There are basically no valid new uses of it. There's a few valid legacy
users (I think the file descriptor array), and there are some drivers that
use it (which is crap, but drivers are drivers), and it's _really_ valid
only for modules. Nothing else.

Basically: if you think you need more memory than a kmalloc() can give,
you need to re-organize your data structures. To either not need a big
area, or to be able to allocate it in chunks.

		Linus



Newsgroups: fa.linux.kernel
From: Linus Torvalds <torvalds@osdl.org>
Subject: Re: 2.6 /proc/interrupts fails on systems with many CPUs
Original-Message-ID: <Pine.LNX.4.44.0311111033340.30657-100000@home.osdl.org>
Date: Tue, 11 Nov 2003 18:38:24 GMT
Message-ID: <fa.kn1lj85.18jgkgt@ifi.uio.no>

On Tue, 11 Nov 2003, Martin J. Bligh wrote:
>
> OK, I was actually trying to avoid the use of vmalloc, instead of the
> unconditional conversion to vmalloc, which is what the original patch did ;-)
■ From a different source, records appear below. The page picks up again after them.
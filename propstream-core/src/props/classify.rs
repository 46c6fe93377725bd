//! Stream Classifier
//!
//! Decides, purely from the capabilities a value exposes, whether it is a
//! stream to subscribe to, a sink to attach to one of the wrapped
//! component's streams, or plain data. This is the only place in the crate
//! that inspects the shape of a property value.

use serde_json::Value;

use super::value::PropValue;
use crate::stream::{Observer, StreamRef};

/// How a property value takes part in reconciliation.
#[derive(Debug, Clone, Copy, PartialEq, Eq, Hash)]
pub enum Classification {
    /// Exposes `subscribe`.
    Stream,
    /// A function, or an object exposing any of `next`/`error`/`complete`.
    Sink,
    /// Anything else.
    Plain,
}

impl Classification {
    /// Streams and sinks both hold a subscription once connected.
    pub fn is_stream_like(self) -> bool {
        !matches!(self, Classification::Plain)
    }
}

/// A property value together with the capability that classified it.
#[derive(Clone)]
pub enum Resolved {
    Stream(StreamRef),
    Sink(Observer),
    Plain(Value),
}

impl Resolved {
    pub fn classification(&self) -> Classification {
        match self {
            Resolved::Stream(_) => Classification::Stream,
            Resolved::Sink(_) => Classification::Sink,
            Resolved::Plain(_) => Classification::Plain,
        }
    }
}

/// Classify a value without keeping the resolved capability.
pub fn classify(value: &PropValue) -> Classification {
    resolve(value).classification()
}

/// Classify a value and extract the capability it was classified by.
///
/// A stream capability wins over observer callbacks when an object exposes
/// both.
pub fn resolve(value: &PropValue) -> Resolved {
    match value {
        PropValue::Data(v) => Resolved::Plain(v.clone()),
        PropValue::Function(f) => {
            let f = f.clone();
            Resolved::Sink(Observer::from_fn(move |v| f(v)))
        }
        PropValue::Object(object) => {
            if let Some(stream) = object.as_stream() {
                return Resolved::Stream(stream);
            }
            match object.as_observer() {
                Some(observer) if observer.is_callable() => Resolved::Sink(observer),
                _ => Resolved::Plain(object.as_data()),
            }
        }
    }
}
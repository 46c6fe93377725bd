//! Lifecycle Adapter
//!
//! Wires the difference engine, subscription ledger and state aggregator
//! into the three hooks a host UI framework calls: attach, update and
//! detach.
//!
//! ```text
//!   Unattached --attach--> Attached --detach--> Detached
//!                           |    ^
//!                           +----+ update
//! ```
//!
//! Detached is terminal. A host that mounts the component again builds a
//! new adapter.

use std::fmt;
use std::sync::Arc;

use indexmap::IndexMap;
use parking_lot::Mutex;

use super::ledger::SubscriptionLedger;
use super::state::{RenderState, StateAggregator, StateChange, ValueMap};
use crate::error::{AdapterError, Result};
use crate::logger::{LogLevel, ScopedLogger};
use crate::props::{diff, Delta, Pass, PropValue, PropertySet, Props};
use crate::stream::StreamRef;

/// Lifecycle phase of an adapter.
#[derive(Debug, Clone, Copy, PartialEq, Eq)]
pub enum Phase {
    Unattached,
    Attached,
    Detached,
}

impl fmt::Display for Phase {
    fn fmt(&self, f: &mut fmt::Formatter<'_>) -> fmt::Result {
        let name = match self {
            Phase::Unattached => "unattached",
            Phase::Attached => "attached",
            Phase::Detached => "detached",
        };
        f.write_str(name)
    }
}

/// The wrapped component instance, addressable by member name.
///
/// Sink properties are attached to the stream the instance exposes under
/// the same key. Members are only ever looked up, never enumerated.
pub trait Component: Send + Sync {
    fn member(&self, key: &str) -> Option<PropValue>;
}

/// A component instance backed by a map of members.
#[derive(Debug, Clone, Default)]
pub struct Members {
    members: IndexMap<String, PropValue>,
}

impl Members {
    /// A component with no members.
    pub fn new() -> Self {
        Self::default()
    }

    /// Add a member, replacing any previous one under `key`.
    pub fn with(mut self, key: impl Into<String>, value: impl Into<PropValue>) -> Self {
        self.members.insert(key.into(), value.into());
        self
    }
}

impl Component for Members {
    fn member(&self, key: &str) -> Option<PropValue> {
        self.members.get(key).cloned()
    }
}

/// Binds streams in a component's properties to its render state.
pub struct StreamAdapter {
    /// Where the adapter is in its lifecycle.
    phase: Mutex<Phase>,

    /// Records from the last pass; the next pass is diffed against these.
    snapshot: Mutex<PropertySet>,

    /// Live and static subscriptions.
    ledger: SubscriptionLedger,

    /// Owner of the render state.
    state: StateAggregator,

    /// The wrapped component, searched for sink counterparts.
    instance: Option<Arc<dyn Component>>,

    /// Bound at attach regardless of props.
    static_streams: IndexMap<String, StreamRef>,

    log: ScopedLogger,
}

impl StreamAdapter {
    pub(crate) fn new(
        state: StateAggregator,
        instance: Option<Arc<dyn Component>>,
        static_streams: IndexMap<String, StreamRef>,
        log: ScopedLogger,
    ) -> Self {
        log.debug("constructing stream adapter");
        Self {
            phase: Mutex::new(Phase::Unattached),
            snapshot: Mutex::new(PropertySet::new()),
            ledger: SubscriptionLedger::new(log.clone()),
            state,
            instance,
            static_streams,
            log,
        }
    }

    /// Mount: start accepting updates, bind static streams, reconcile `props`.
    pub fn attach(&self, props: &Props) -> Result<()> {
        self.transition(Phase::Unattached, Phase::Attached, "attach")?;
        self.log.info("component did mount");
        if self.log.enabled(LogLevel::Debug) {
            self.log.debug(format_args!(
                "default state: {:?}",
                self.state.published().rendered_props()
            ));
        }

        self.state.set_accepting(true);
        for (key, stream) in &self.static_streams {
            self.ledger.subscribe_static(key, stream, &self.state);
        }
        self.reconcile(props);
        Ok(())
    }

    /// Reconcile a new property set against the previous one.
    pub fn update(&self, props: &Props) -> Result<()> {
        let phase = *self.phase.lock();
        if phase != Phase::Attached {
            return Err(AdapterError::InvalidTransition {
                from: phase,
                operation: "update",
            });
        }
        self.log.debug("component did update");
        self.reconcile(props);
        Ok(())
    }

    /// Unmount: cancel every subscription and stop publishing state.
    pub fn detach(&self) -> Result<()> {
        self.transition(Phase::Attached, Phase::Detached, "detach")?;
        self.log.info("component unmounting, cancelling all subscriptions");

        self.reconcile(&Props::new());
        self.state.set_accepting(false);
        self.ledger.cancel_all();
        Ok(())
    }

    /// The flat property map the wrapped component should render with.
    pub fn render(&self) -> ValueMap {
        let props = self.state.published().rendered_props();
        if self.log.enabled(LogLevel::Debug) {
            self.log.debug(format_args!("rendering with {} props", props.len()));
        }
        props
    }

    /// The last published render state.
    pub fn state(&self) -> RenderState {
        self.state.published()
    }

    /// The current lifecycle phase.
    pub fn phase(&self) -> Phase {
        *self.phase.lock()
    }

    /// Live per-key subscriptions, static streams excluded.
    pub fn live_subscriptions(&self) -> usize {
        self.ledger.live_count()
    }

    /// Subscriptions held for static streams.
    pub fn static_subscriptions(&self) -> usize {
        self.ledger.static_count()
    }

    /// True when `key` has a live subscription.
    pub fn is_subscribed(&self, key: &str) -> bool {
        self.ledger.is_tracking(key)
    }

    fn transition(&self, from: Phase, to: Phase, operation: &'static str) -> Result<()> {
        let mut phase = self.phase.lock();
        if *phase != from {
            return Err(AdapterError::InvalidTransition {
                from: *phase,
                operation,
            });
        }
        *phase = to;
        Ok(())
    }

    fn reconcile(&self, props: &Props) {
        let curr = PropertySet::from_props(props);
        let prev = std::mem::replace(&mut *self.snapshot.lock(), curr.clone());
        if self.log.enabled(LogLevel::Debug) {
            self.log.debug(format_args!("detecting changes for {} props", curr.len()));
        }

        let streams = diff(&prev, &curr, Pass::StreamLike);
        if !streams.is_empty() {
            self.log.info("detected stream changes");
            self.log_delta(&streams);
        }
        let unconnected = self.ledger.reconcile(
            &streams,
            &prev,
            &curr,
            &self.state,
            self.instance.as_deref(),
        );
        if !unconnected.is_empty() && self.log.enabled(LogLevel::Debug) {
            self.log
                .debug(format_args!("sinks left unconnected: {unconnected:?}"));
        }

        let plain = diff(&prev, &curr, Pass::Plain);
        if plain.is_empty() {
            return;
        }
        self.log.info("detected plain prop changes");
        self.log_delta(&plain);

        let changes = plain
            .incoming()
            .filter_map(|key| {
                let data = curr.get(key)?.data()?.clone();
                Some(StateChange::SetPlain(key.clone(), data))
            })
            .chain(
                plain
                    .removed
                    .iter()
                    .map(|key| StateChange::RemovePlain(key.clone())),
            )
            .collect::<Vec<_>>();
        self.state.update(changes);
    }

    fn log_delta(&self, delta: &Delta) {
        if self.log.enabled(LogLevel::Debug) {
            self.log.debug(format_args!(
                "changes: added {:?}, changed {:?}, removed {:?}",
                delta.added, delta.changed, delta.removed
            ));
        }
    }
}

impl fmt::Debug for StreamAdapter {
    fn fmt(&self, f: &mut fmt::Formatter<'_>) -> fmt::Result {
        f.debug_struct("StreamAdapter")
            .field("phase", &self.phase())
            .field("ledger", &self.ledger)
            .field("state", &self.state)
            .finish()
    }
}

impl Drop for StreamAdapter {
    fn drop(&mut self) {
        // Dropped while attached: release everything without a final pass
        if self.phase() == Phase::Attached {
            self.state.set_accepting(false);
            self.ledger.cancel_all();
        }
    }
}
//! Propstream Core
//!
//! This crate binds push-based value streams to the render properties of a
//! synchronous UI component. It implements:
//!
//! - Capability-based classification of property values (stream, sink, plain)
//! - Key-by-key diffing of property snapshots
//! - A subscription ledger holding one live subscription per stream key
//! - A state aggregator that coalesces updates into single transitions
//! - A lifecycle adapter driven by attach/update/detach hooks
//! - A small leveled logger used for diagnostics throughout
//!
//! # Architecture
//!
//! - `stream`: stream, observer and subscription primitives
//! - `props`: property values, classification and diffing
//! - `adapter`: ledger, state aggregation, scheduling and the lifecycle
//! - `logger`: leveled logger and sinks
//! - `config`: serializable adapter configuration
//!
//! # Example
//!
//! ```rust,ignore
//! use propstream_core::adapter::{AdapterBuilder, TurnQueue};
//! use propstream_core::props::Props;
//! use propstream_core::stream::Subject;
//!
//! let queue = TurnQueue::new();
//! let adapter = AdapterBuilder::new(listener, queue.clone()).build();
//!
//! let price = Subject::with_value(5);
//! adapter.attach(&Props::new().with("symbol", "ACME").with("price", price.clone()))?;
//! queue.run_turn();
//! // adapter.render() == { "symbol": "ACME", "price": 5 }
//!
//! price.next(6);
//! queue.run_turn();
//! // adapter.render() == { "symbol": "ACME", "price": 6 }
//!
//! adapter.detach()?;
//! ```

pub mod adapter;
pub mod config;
pub mod error;
pub mod logger;
pub mod props;
pub mod stream;

pub use adapter::{AdapterBuilder, RenderState, StateListener, StreamAdapter};
pub use config::AdapterConfig;
pub use error::{AdapterError, ConfigError, Result, SchedulerError, StreamError};
pub use logger::{LogLevel, Logger};
pub use props::{PropValue, Props};
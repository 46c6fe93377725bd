//! Property records: one classified entry per incoming key.

use indexmap::IndexMap;
use serde_json::Value;

use super::classify::{resolve, Classification, Resolved};
use super::value::{PropValue, Props};
use crate::stream::{Observer, StreamRef};

/// An incoming property after classification.
#[derive(Clone)]
pub struct PropertyRecord {
    key: String,
    raw: PropValue,
    resolved: Resolved,
}

impl PropertyRecord {
    pub fn new(key: impl Into<String>, raw: PropValue) -> Self {
        let resolved = resolve(&raw);
        Self {
            key: key.into(),
            raw,
            resolved,
        }
    }

    /// The property name.
    pub fn key(&self) -> &str {
        &self.key
    }

    /// The value as it was passed in, used for identity comparison.
    pub fn raw(&self) -> &PropValue {
        &self.raw
    }

    pub fn classification(&self) -> Classification {
        self.resolved.classification()
    }

    /// The resolved stream, for `Stream` records.
    pub fn stream(&self) -> Option<&StreamRef> {
        match &self.resolved {
            Resolved::Stream(stream) => Some(stream),
            _ => None,
        }
    }

    /// The resolved observer, for `Sink` records.
    pub fn sink(&self) -> Option<&Observer> {
        match &self.resolved {
            Resolved::Sink(observer) => Some(observer),
            _ => None,
        }
    }

    /// The data to render, for `Plain` records.
    pub fn data(&self) -> Option<&Value> {
        match &self.resolved {
            Resolved::Plain(value) => Some(value),
            _ => None,
        }
    }
}

impl std::fmt::Debug for PropertyRecord {
    fn fmt(&self, f: &mut std::fmt::Formatter<'_>) -> std::fmt::Result {
        f.debug_struct("PropertyRecord")
            .field("key", &self.key)
            .field("raw", &self.raw)
            .field("classification", &self.classification())
            .finish()
    }
}

/// The classified records of one property set, keyed by property name.
///
/// Retained between lifecycle passes as the snapshot the next pass is
/// diffed against.
#[derive(Debug, Clone, Default)]
pub struct PropertySet {
    records: IndexMap<String, PropertyRecord>,
}

impl PropertySet {
    pub fn new() -> Self {
        Self::default()
    }

    /// Classify every property once.
    pub fn from_props(props: &Props) -> Self {
        let records = props
            .iter()
            .map(|(key, value)| (key.clone(), PropertyRecord::new(key.clone(), value.clone())))
            .collect();
        Self { records }
    }

    pub fn get(&self, key: &str) -> Option<&PropertyRecord> {
        self.records.get(key)
    }

    pub fn iter(&self) -> impl Iterator<Item = &PropertyRecord> {
        self.records.values()
    }

    pub fn len(&self) -> usize {
        self.records.len()
    }

    pub fn is_empty(&self) -> bool {
        self.records.is_empty()
    }
}

impl FromIterator<PropertyRecord> for PropertySet {
    fn from_iter<I: IntoIterator<Item = PropertyRecord>>(iter: I) -> Self {
        let records = iter
            .into_iter()
            .map(|record| (record.key.clone(), record))
            .collect();
        Self { records }
    }
}

#[cfg(test)]
mod tests {
    use super::*;
    use crate::stream::Subject;

    #[test]
    fn records_are_classified_once() {
        let props = Props::new()
            .with("a", 1)
            .with("b", Subject::new())
            .with("c", PropValue::function(|_| {}));
        let set = PropertySet::from_props(&props);

        assert_eq!(set.len(), 3);
        assert_eq!(set.get("a").unwrap().classification(), Classification::Plain);
        assert_eq!(set.get("a").unwrap().data(), Some(&Value::from(1)));
        assert!(set.get("b").unwrap().stream().is_some());
        assert!(set.get("c").unwrap().sink().is_some());
    }

    #[test]
    fn empty_props_give_empty_set() {
        assert!(PropertySet::from_props(&Props::new()).is_empty());
    }
}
Yes, I realize that, but it's the old case of

  "I'm totally faithful to my husband - I never sleep with other men when
   he is around"

joke.

Basically, if it's wrong to use, it's wrong to use even occasionally. In
fact, having two different code-paths just makes the code worse.

Yes, I realize that sometimes you have to do it that way, and it might be
the simplest way to fix something. In this case, though, the cost and
fragility of a generic interface is not worth it, since the problem isn't
actually in the generic code at all..

		Linus



Newsgroups: fa.linux.kernel
From: Linus Torvalds <torvalds@osdl.org>
Subject: Re: 2.6 /proc/interrupts fails on systems with many CPUs
Original-Message-ID: <Pine.LNX.4.44.0311111007350.30657-100000@home.osdl.org>
Date: Tue, 11 Nov 2003 18:19:06 GMT
Message-ID: <fa.kn1nig9.18jik8p@ifi.uio.no>

On Tue, 11 Nov 2003, Erik Jacobson wrote:
>
> I'm looking for suggestions on how to fix this.  I came up with one fix
> that seems to work OK for ia64.  I have attached it to this message.
> I'm looking for advice on what should be proposed for the real fix.

This is not the real fix.

Allowing people to use up vmalloc() space by opening the /proc files would
be a major DoS attack. Not worth it.

Instead, just make /proc/interrupts use the proper _sequence_ things, so
that instead of trying to print out everything in one go, you have the
"s_next()" thing to print them out one at a time. The seqfile interfaces
will then do the right thing with blocking/caching, and you only need a
single page.

Al - do we have some good documentation of how to use the seq-file
interface?

In the meantime, without documentation, the best place to look is just at
other examples. One such example would be the kernel/kallsyms.c case: see
how it does s_start/s_show/s_next/s_stop (or /proc/slabinfo, or vmstat, or
any number of them).

		Linus



From: Linus Torvalds <torvalds@linux-foundation.org>
Newsgroups: fa.linux.kernel
Subject: Re: [git patches] xfs and block fixes for virtually indexed arches
Date: Thu, 17 Dec 2009 16:47:36 UTC
Message-ID: <fa./QHQfxNy0ll6ju1xuIgCjLjh0uc@ifi.uio.no>

On Thu, 17 Dec 2009, tytso@mit.edu wrote:
>
> That's because apparently the iSCSI and DMA blocks assume that they
> have Real Pages (tm) passed to block I/O requests, and apparently XFS
> ran into problems when sending vmalloc'ed pages.  I don't know if this
> is a problem if we pass the bio layer addresses coming from the SLAB
> allocator, but oral tradition seems to indicate this is problematic,
> although no one has given me the full chapter and verse explanation
> about why this is so.

kmalloc() memory should be ok. It's backed by "real pages". Doing the DMA
translations for such pages is trivial and fundamental.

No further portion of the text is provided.